_ASSIGNMENT_. Copy, from the material below, every line in which the word "CollectingReporter" can be found.

#### EXERCISE MATERIAL

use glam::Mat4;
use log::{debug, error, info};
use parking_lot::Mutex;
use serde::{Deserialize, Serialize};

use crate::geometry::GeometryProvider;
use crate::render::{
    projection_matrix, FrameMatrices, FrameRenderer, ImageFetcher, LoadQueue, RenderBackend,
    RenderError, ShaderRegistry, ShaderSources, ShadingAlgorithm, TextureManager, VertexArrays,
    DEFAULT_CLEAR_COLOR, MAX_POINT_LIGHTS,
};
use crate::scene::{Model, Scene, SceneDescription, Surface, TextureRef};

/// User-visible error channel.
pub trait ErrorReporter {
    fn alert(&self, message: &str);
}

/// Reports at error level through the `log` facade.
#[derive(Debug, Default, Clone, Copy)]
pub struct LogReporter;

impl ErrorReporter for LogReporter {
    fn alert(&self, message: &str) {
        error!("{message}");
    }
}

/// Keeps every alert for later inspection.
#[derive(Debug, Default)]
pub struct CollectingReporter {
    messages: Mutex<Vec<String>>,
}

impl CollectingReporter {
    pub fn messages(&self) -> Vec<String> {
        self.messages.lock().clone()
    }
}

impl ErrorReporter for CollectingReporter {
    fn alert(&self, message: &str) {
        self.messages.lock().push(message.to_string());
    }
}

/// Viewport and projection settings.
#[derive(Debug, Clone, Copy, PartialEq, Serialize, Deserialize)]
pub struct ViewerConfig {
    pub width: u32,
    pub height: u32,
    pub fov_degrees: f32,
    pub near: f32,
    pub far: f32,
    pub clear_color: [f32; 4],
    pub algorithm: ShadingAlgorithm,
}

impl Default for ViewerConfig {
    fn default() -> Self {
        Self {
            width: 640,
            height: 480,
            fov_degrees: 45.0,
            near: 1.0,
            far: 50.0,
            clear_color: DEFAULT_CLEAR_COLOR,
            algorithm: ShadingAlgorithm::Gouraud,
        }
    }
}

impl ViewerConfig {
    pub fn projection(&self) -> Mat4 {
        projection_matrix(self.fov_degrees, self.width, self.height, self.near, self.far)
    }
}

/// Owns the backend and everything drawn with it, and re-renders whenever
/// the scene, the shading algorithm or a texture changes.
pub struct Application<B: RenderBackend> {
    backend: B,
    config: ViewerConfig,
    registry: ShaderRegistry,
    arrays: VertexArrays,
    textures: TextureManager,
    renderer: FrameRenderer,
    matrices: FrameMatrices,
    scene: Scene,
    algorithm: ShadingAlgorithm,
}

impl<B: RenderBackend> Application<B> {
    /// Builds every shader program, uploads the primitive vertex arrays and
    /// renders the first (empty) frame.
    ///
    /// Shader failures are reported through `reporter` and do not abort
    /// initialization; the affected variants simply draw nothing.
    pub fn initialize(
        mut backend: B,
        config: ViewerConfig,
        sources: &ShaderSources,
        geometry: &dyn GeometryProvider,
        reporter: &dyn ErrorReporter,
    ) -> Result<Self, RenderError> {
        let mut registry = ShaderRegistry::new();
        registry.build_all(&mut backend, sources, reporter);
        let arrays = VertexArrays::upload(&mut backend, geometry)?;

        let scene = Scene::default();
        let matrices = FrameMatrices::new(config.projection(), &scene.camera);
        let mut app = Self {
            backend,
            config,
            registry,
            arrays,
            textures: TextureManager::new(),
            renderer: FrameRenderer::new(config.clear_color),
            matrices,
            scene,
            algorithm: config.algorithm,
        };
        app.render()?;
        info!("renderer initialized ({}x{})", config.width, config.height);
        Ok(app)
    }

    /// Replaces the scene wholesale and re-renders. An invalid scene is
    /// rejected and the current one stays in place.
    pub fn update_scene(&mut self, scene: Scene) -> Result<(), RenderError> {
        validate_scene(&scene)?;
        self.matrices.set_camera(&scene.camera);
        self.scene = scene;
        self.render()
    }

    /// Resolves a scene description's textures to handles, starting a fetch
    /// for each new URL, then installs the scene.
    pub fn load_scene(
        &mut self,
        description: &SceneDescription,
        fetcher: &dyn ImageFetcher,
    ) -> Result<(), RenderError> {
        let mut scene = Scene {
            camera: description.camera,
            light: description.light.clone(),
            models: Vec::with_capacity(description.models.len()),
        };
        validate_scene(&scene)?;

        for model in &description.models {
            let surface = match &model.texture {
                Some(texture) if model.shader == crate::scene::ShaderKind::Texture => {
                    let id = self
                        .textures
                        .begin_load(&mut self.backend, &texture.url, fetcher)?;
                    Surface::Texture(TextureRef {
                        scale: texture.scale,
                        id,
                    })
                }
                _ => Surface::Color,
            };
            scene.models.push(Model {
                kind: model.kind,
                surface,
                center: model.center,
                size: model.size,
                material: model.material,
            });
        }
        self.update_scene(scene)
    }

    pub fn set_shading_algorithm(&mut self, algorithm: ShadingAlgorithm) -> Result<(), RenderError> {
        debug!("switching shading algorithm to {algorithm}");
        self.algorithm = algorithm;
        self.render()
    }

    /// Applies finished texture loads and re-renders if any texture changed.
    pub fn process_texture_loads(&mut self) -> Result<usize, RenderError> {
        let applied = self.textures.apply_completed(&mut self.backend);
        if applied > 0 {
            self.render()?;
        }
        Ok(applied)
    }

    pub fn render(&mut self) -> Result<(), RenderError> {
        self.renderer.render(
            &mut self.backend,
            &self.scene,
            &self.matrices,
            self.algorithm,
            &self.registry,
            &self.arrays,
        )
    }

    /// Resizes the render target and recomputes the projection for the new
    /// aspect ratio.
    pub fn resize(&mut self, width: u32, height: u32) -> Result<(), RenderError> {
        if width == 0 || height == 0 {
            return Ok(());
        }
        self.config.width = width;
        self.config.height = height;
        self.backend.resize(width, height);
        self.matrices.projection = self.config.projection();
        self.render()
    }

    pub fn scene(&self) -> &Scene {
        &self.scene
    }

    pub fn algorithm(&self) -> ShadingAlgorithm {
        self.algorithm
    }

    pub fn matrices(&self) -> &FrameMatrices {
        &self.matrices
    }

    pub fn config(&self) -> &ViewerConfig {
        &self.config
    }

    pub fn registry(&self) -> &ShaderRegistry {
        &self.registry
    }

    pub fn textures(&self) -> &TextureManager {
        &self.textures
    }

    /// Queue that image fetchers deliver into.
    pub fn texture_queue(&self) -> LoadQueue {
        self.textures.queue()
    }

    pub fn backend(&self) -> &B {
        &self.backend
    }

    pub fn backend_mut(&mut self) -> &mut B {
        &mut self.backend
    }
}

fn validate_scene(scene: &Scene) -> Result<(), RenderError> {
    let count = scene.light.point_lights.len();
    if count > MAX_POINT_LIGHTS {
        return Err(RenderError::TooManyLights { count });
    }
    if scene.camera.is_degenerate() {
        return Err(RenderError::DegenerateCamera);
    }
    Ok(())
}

########

_ANSWER BOX_.
pub struct CollectingReporter {
impl CollectingReporter {
impl ErrorReporter for CollectingReporter {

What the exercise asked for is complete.